After you install CAS, the cas-config configmap must be created. It provides the nv-ingest endpoint information.

To determine the nv-ingest endpoint information, you must know the namespace in which nv-ingest is installed. The endpoints are constructed by using the pattern http(s)://..svc.cluster.local. When you use the default installation namespace of nv-ingest and because it does not support https by default, it results in the following URLs:
  • Embed service URL: http://llama-32-nv-embedqa-1b-v2.nv-ingest.svc.cluster.local
  • Ingest service URL: http://nv-ingest.nv-ingest.svc.cluster.local
Note: These URLs must not end with the / character.
To complete this activity, use the oc command line tool and run the following command:
oc apply -f - <<EOF
apiVersion: v1
kind: ConfigMap
metadata:
  name: cas-config
  namespace: ibm-cas
data:
  NVMM_EMBED_SERVICE: <Embed Service URL as determined above>
  NVMM_NIM_SERVICE:  <Ingest Service URL as determined above>
EOF

NVIDIA re-ranker

Optionally, you can set NVMM_NEMO_RANKER in the CasInstall CR to enable the NVIDIA re-ranker service. This service analyzes semantic relevance and reorders search results to improve precision in enterprise search and streamline AI-driven workflows. For more information, see the NVIDIA documentation.

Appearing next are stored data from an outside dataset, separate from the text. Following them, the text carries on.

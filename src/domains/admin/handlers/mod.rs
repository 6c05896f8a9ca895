// Admin domain handlers
pub mod admin_handler;
// Domain modules
pub mod auth;
pub mod admin;
pub mod wallet;
pub mod ledger;
pub mod dashboard;
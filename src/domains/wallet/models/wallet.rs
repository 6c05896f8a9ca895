use serde::{Deserialize, Serialize};
use utoipa::ToSchema;
use chrono::{DateTime, Utc};
use rust_decimal::Decimal;
use std::fmt;
use std::str::FromStr;

/// 지원 암호화폐
/// Supported crypto currencies (wallet currency tag)
#[derive(Debug, Clone, Copy, PartialEq, Eq, Hash, Serialize, Deserialize, ToSchema)]
#[serde(rename_all = "SCREAMING_SNAKE_CASE")]
pub enum Currency {
    Bitcoin,
    UsdtTrc20,
}

impl Currency {
    pub const ALL: [Currency; 2] = [Currency::Bitcoin, Currency::UsdtTrc20];

    /// DB / wire 표현
    pub fn as_str(&self) -> &'static str {
        match self {
            Currency::Bitcoin => "BITCOIN",
            Currency::UsdtTrc20 => "USDT_TRC20",
        }
    }

    /// Ticker symbol (BTC, USDT)
    pub fn symbol(&self) -> &'static str {
        match self {
            Currency::Bitcoin => "BTC",
            Currency::UsdtTrc20 => "USDT",
        }
    }
}

impl fmt::Display for Currency {
    fn fmt(&self, f: &mut fmt::Formatter<'_>) -> fmt::Result {
        f.write_str(self.as_str())
    }
}

impl FromStr for Currency {
    type Err = anyhow::Error;

    fn from_str(s: &str) -> Result<Self, Self::Err> {
        match s {
            "BITCOIN" => Ok(Currency::Bitcoin),
            "USDT_TRC20" => Ok(Currency::UsdtTrc20),
            other => Err(anyhow::anyhow!("Unknown currency: {}", other)),
        }
    }
}

// 지갑 엔티티 (DB 저장용)
// Wallet: a currency-specific address / key pair / balance record owned by one user
// private_key는 절대 응답으로 노출하지 않음 (WalletResponse 사용)
#[derive(Debug, Clone, PartialEq)]
pub struct Wallet {
    pub id: u64,
    pub user_id: u64,
    pub address: String,
    pub private_key: String,
    pub currency: Currency,
    /// NUMERIC(20,8)
    pub balance: Decimal,
    pub active: bool,
    pub created_at: DateTime<Utc>,
    pub updated_at: DateTime<Utc>,
}

/// 지갑 생성용 데이터
/// Data required to insert a wallet row
#[derive(Debug, Clone)]
pub struct NewWallet {
    pub user_id: u64,
    pub address: String,
    pub private_key: String,
    pub currency: Currency,
}

/// 지갑 조회 조건 (목록 / 검색 / 통계 공용)
/// Wallet filter shared by listing, searching and counting
#[derive(Debug, Clone, Default)]
pub struct WalletQuery {
    pub user_id: Option<u64>,
    pub currency: Option<Currency>,
    pub active: Option<bool>,
    /// address, owner username, owner email (case-insensitive substring)
    pub search: Option<String>,
}

/// 지갑 응답 DTO (private key 제외)
/// Wallet DTO (never carries the private key)
#[derive(Debug, Clone, Serialize, Deserialize, ToSchema, PartialEq)]
#[serde(rename_all = "camelCase")]
#[schema(as = WalletDto)]
pub struct WalletResponse {
    pub id: u64,
    pub user_id: u64,
    #[schema(example = "bc1q3f0c5a9e2b7d4c1a8e6f0b2d4c6a8e0f")]
    pub address: String,
    pub currency: Currency,
    #[schema(value_type = String, example = "0.50000000")]
    pub balance: Decimal,
    pub active: bool,
    pub created_at: DateTime<Utc>,
    pub updated_at: DateTime<Utc>,
}

impl From<&Wallet> for WalletResponse {
    fn from(wallet: &Wallet) -> Self {
        Self {
            id: wallet.id,
            user_id: wallet.user_id,
            address: wallet.address.clone(),
            currency: wallet.currency,
            balance: wallet.balance,
            active: wallet.active,
            created_at: wallet.created_at,
            updated_at: wallet.updated_at,
        }
    }
}

impl From<Wallet> for WalletResponse {
    fn from(wallet: Wallet) -> Self {
        WalletResponse::from(&wallet)
    }
}

/// 지갑 생성 요청
/// Create wallet request
#[derive(Debug, Deserialize, ToSchema)]
#[schema(as = WalletCreationRequest)]
pub struct CreateWalletRequest {
    #[schema(example = "BITCOIN")]
    pub currency: Currency,
}

/// 관리자용 잔액 덮어쓰기 요청
/// Administrative balance overwrite request
#[derive(Debug, Deserialize, ToSchema)]
#[schema(as = UpdateBalanceRequest)]
pub struct UpdateBalanceRequest {
    #[schema(value_type = String, example = "1.00000000")]
    pub balance: Decimal,
}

  • Re-ranker service URL: http://llama-32-nv-rerankqa-1b-v2.nv-ingest.svc.cluster.local
Note: The service URL must not end with the / character.

To enable the NVIDIA re-ranker service, set the NVMM_NEMO_RANKER flag to YES and the NVMM_NEMO_RANKER_SERVICE flag to the re-ranker service URL in the cas-config ConfigMap:

spec:
oc patch configmap cas-config \
  -n ibm-cas \
  --type merge \
  -p '{"data":{"NVMM_NEMO_RANKER": "YES", "NVMM_NEMO_RANKER_SERVICE": "<Re-ranker service URL as determined above>"}}'